Bulan Oktober ini, untuk kali ketiga, Universitas Airlangga mengukuhkan guru besar baru. Kali ini, sebanyak lima guru besar dikukuhkan di Aula Garuda Mukti, pekan lalu. Pengukuhan guru besar itu menambah daftar panjang guru besar yang dimiliki UNAIR yaitu sebanyak 513.
Kelima guru besar yang dikukuhkan antara lain Prof Dr Kun Ismiyatin drg MKes SpKG(K) dari Fakultas Kedokteran Gigi, Prof Dr Seger Handoyo Drs MSi Psi dari Fakultas Psikologi, Prof Dr Raden Darmawan Setijanto drg MKes dari Fakultas Kedokteran Gigi, Prof Dr Dwikora Novembri Utomo dr SpOT(K) dari Fakultas Kedokteran, dan Prof Dr Hendrian Dwikoloso Soebagjo dr SpM(K) dari Fakultas Kedokteran.
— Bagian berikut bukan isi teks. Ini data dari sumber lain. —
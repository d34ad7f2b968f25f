use crate::{Error, Result};
use crate::amf::{Amf0Value, Amf0Encoder, Amf0Decoder};
use crate::protocol::constants::*;
use crate::protocol::packet::RtmpPacket;
use crate::ByteBuffer;

#[derive(Debug, Clone, PartialEq)]
pub struct RtmpCommand {
    pub name: String,
    pub transaction_id: f64,
    pub command_object: Option<Amf0Value>,
    pub arguments: Vec<Amf0Value>,
}

impl RtmpCommand {
    /// Create new command
    pub fn new(name: impl Into<String>, transaction_id: f64) -> Self {
        RtmpCommand {
            name: name.into(),
            transaction_id,
            command_object: None,
            arguments: Vec::new(),
        }
    }

    /// Create connect command.
    ///
    /// Codec flags are only advertised for the media kinds that are configured,
    /// so an audio-only publisher sends `audioCodecs` and omits `videoCodecs`.
    pub fn connect(
        transaction_id: u32,
        app: &str,
        tc_url: &str,
        audio_codecs: Option<u32>,
        video_codecs: Option<u32>,
    ) -> Self {
        let mut cmd = RtmpCommand::new("connect", transaction_id as f64);

        let mut props = vec![
            ("app".to_string(), Amf0Value::string(app)),
            ("tcUrl".to_string(), Amf0Value::string(tc_url)),
        ];
        if let Some(flags) = audio_codecs {
            props.push(("audioCodecs".to_string(), Amf0Value::Number(flags as f64)));
        }
        if let Some(flags) = video_codecs {
            props.push(("videoCodecs".to_string(), Amf0Value::Number(flags as f64)));
        }

        cmd.command_object = Some(Amf0Value::Object(props));
        cmd
    }

    /// Create releaseStream command
    pub fn release_stream(transaction_id: u32, stream_name: &str) -> Self {
        Self::with_stream_name("releaseStream", transaction_id, stream_name)
    }

    /// Create FCPublish command
    pub fn fc_publish(transaction_id: u32, stream_name: &str) -> Self {
        Self::with_stream_name("FCPublish", transaction_id, stream_name)
    }

    fn with_stream_name(name: &str, transaction_id: u32, stream_name: &str) -> Self {
        let mut cmd = RtmpCommand::new(name, transaction_id as f64);
        cmd.command_object = Some(Amf0Value::Null);
        cmd.arguments.push(Amf0Value::string(stream_name));
        cmd
    }

    /// Create createStream command
    pub fn create_stream(transaction_id: u32) -> Self {
        let mut cmd = RtmpCommand::new("createStream", transaction_id as f64);
        cmd.command_object = Some(Amf0Value::Null);
        cmd
    }

    /// Create publish command
    pub fn publish(stream_name: &str, publish_type: &str) -> Self {
        let mut cmd = RtmpCommand::new("publish", 0.0);
        cmd.command_object = Some(Amf0Value::Null);
        cmd.arguments.push(Amf0Value::string(stream_name));
        cmd.arguments.push(Amf0Value::string(publish_type));
        cmd
    }

    /// Create unpublish command, sent as `publish` with a false flag
    pub fn unpublish() -> Self {
        let mut cmd = RtmpCommand::new("publish", 0.0);
        cmd.command_object = Some(Amf0Value::Null);
        cmd.arguments.push(Amf0Value::Boolean(false));
        cmd
    }

    /// Create closeStream command
    pub fn close_stream() -> Self {
        let mut cmd = RtmpCommand::new("closeStream", 0.0);
        cmd.command_object = Some(Amf0Value::Null);
        cmd
    }

    /// Create result response
    pub fn result(transaction_id: f64, result: Amf0Value) -> Self {
        let mut cmd = RtmpCommand::new("_result", transaction_id);
        cmd.command_object = Some(Amf0Value::Null);
        cmd.arguments.push(result);
        cmd
    }

    /// Create error response
    pub fn error(transaction_id: f64, error_obj: Amf0Value) -> Self {
        let mut cmd = RtmpCommand::new("_error", transaction_id);
        cmd.command_object = Some(Amf0Value::Null);
        cmd.arguments.push(error_obj);
        cmd
    }

    /// Create onStatus response
    pub fn on_status(level: &str, code: &str, description: &str) -> Self {
        let mut cmd = RtmpCommand::new("onStatus", 0.0);
        cmd.command_object = Some(Amf0Value::Null);
        cmd.arguments.push(Amf0Value::object([
            ("level", Amf0Value::string(level)),
            ("code", Amf0Value::string(code)),
            ("description", Amf0Value::string(description)),
        ]));
        cmd
    }

    /// Last Number among the arguments; createStream's `_result` carries the stream ID there
    pub fn last_number(&self) -> Option<f64> {
        self.arguments.iter().rev().find_map(|v| v.as_number())
    }

    /// Human readable reason from an `_error` or `onStatus` info object
    pub fn description(&self) -> String {
        self.arguments
            .iter()
            .find_map(|arg| {
                arg.get_property("description")
                    .or_else(|| arg.get_property("code"))
                    .and_then(|v| v.as_string())
            })
            .unwrap_or("no description")
            .to_string()
    }

    /// Encode command to bytes
    pub fn encode(&self) -> Result<Vec<u8>> {
        let mut encoder = Amf0Encoder::new();

        // Encode command name
        encoder.encode(&Amf0Value::String(self.name.clone()))?;

        // Encode transaction ID
        encoder.encode(&Amf0Value::Number(self.transaction_id))?;

        // Encode command object
        if let Some(ref obj) = self.command_object {
            encoder.encode(obj)?;
        } else {
            encoder.encode(&Amf0Value::Null)?;
        }

        // Encode arguments
        for arg in &self.arguments {
            encoder.encode(arg)?;
        }

        Ok(encoder.into_bytes())
    }

    /// Wrap the encoded command in a type 20 message
    pub fn to_packet(&self, message_stream_id: u32) -> Result<RtmpPacket> {
        Ok(RtmpPacket::with_payload(MSG_TYPE_COMMAND_AMF0, 0, message_stream_id, self.encode()?))
    }

    /// Decode command from bytes
    pub fn decode(data: &[u8]) -> Result<Self> {
        let mut buffer = ByteBuffer::from_slice(data);
        let mut decoder = Amf0Decoder::new(&mut buffer);

        // Decode command name
        let name_val = decoder.decode()?;
        let name = name_val.as_string()
            .ok_or_else(|| Error::amf_decode("Command name must be string"))?
            .to_string();

        // Decode transaction ID
        let tid_val = decoder.decode()?;
        let transaction_id = tid_val.as_number()
            .ok_or_else(|| Error::amf_decode("Transaction ID must be number"))?;

        // Decode command object
        let command_object = if decoder.has_remaining() {
            Some(decoder.decode()?)
        } else {
            None
        };

        // Decode remaining arguments
        let mut arguments = Vec::new();
        while decoder.has_remaining() {
            arguments.push(decoder.decode()?);
        }

        Ok(RtmpCommand {
            name,
            transaction_id,
            command_object,
            arguments,
        })
    }
}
Rektor UNAIR Prof Moh Nasih mengatakan, dengan dikukuhkannya kelima guru besar, akan menambah stabilitas kekuatan yang dimiliki UNAIR. Guru besar merupakan jabatan tertinggi dalam dunia akademik. “Jika sudah top level (jabatan di bidang akademik, Red), tidak akan ada lagi langkah tujuan lanjutan yang berkaitan dengan jabatan akademik,” ujar Rektor.
Oleh karenanya, lanjut Rektor, diharapkan para guru besar akan memberikan sumbangsih karya dan pemikirannya untuk almamater. Selain itu, Guru Besar Fakultas Ekonomi dan Bisnis (FEB) UNAIR itu mengimbau kepada seluruh guru besar untuk mampu bergerak melintas batas.
“Kemampuan melintas batas untuk berbicara multidisiplin menjadi kunci utama keerhasilan kita. Dunia ini berkembang luar biasa. Tidak langi mengikuti rumus linier. Tetapi mengikuti perubahan yang radikal dan fundamental. Dan itu tidak cukup hanya dipecahkan hanya menggunakan tool disiplin ilmu yang kita pelajari di bidang kita masing-masing,” ucap Rektor.
Tak hanya itu, rektor mengimbau masing-masing guru besar di bidang ilmu yang mereka tekuni harus berkolaborasi. Bukan hanya melintang batas, tapi melintas batas menjadi kebutuhan yang mutlak. “Kami berharap UNAIR dikenal secara internasional karena kontribusinya dalam persoalan universal dan kebermanfaatan manusia di dunia ini,” tambahnya.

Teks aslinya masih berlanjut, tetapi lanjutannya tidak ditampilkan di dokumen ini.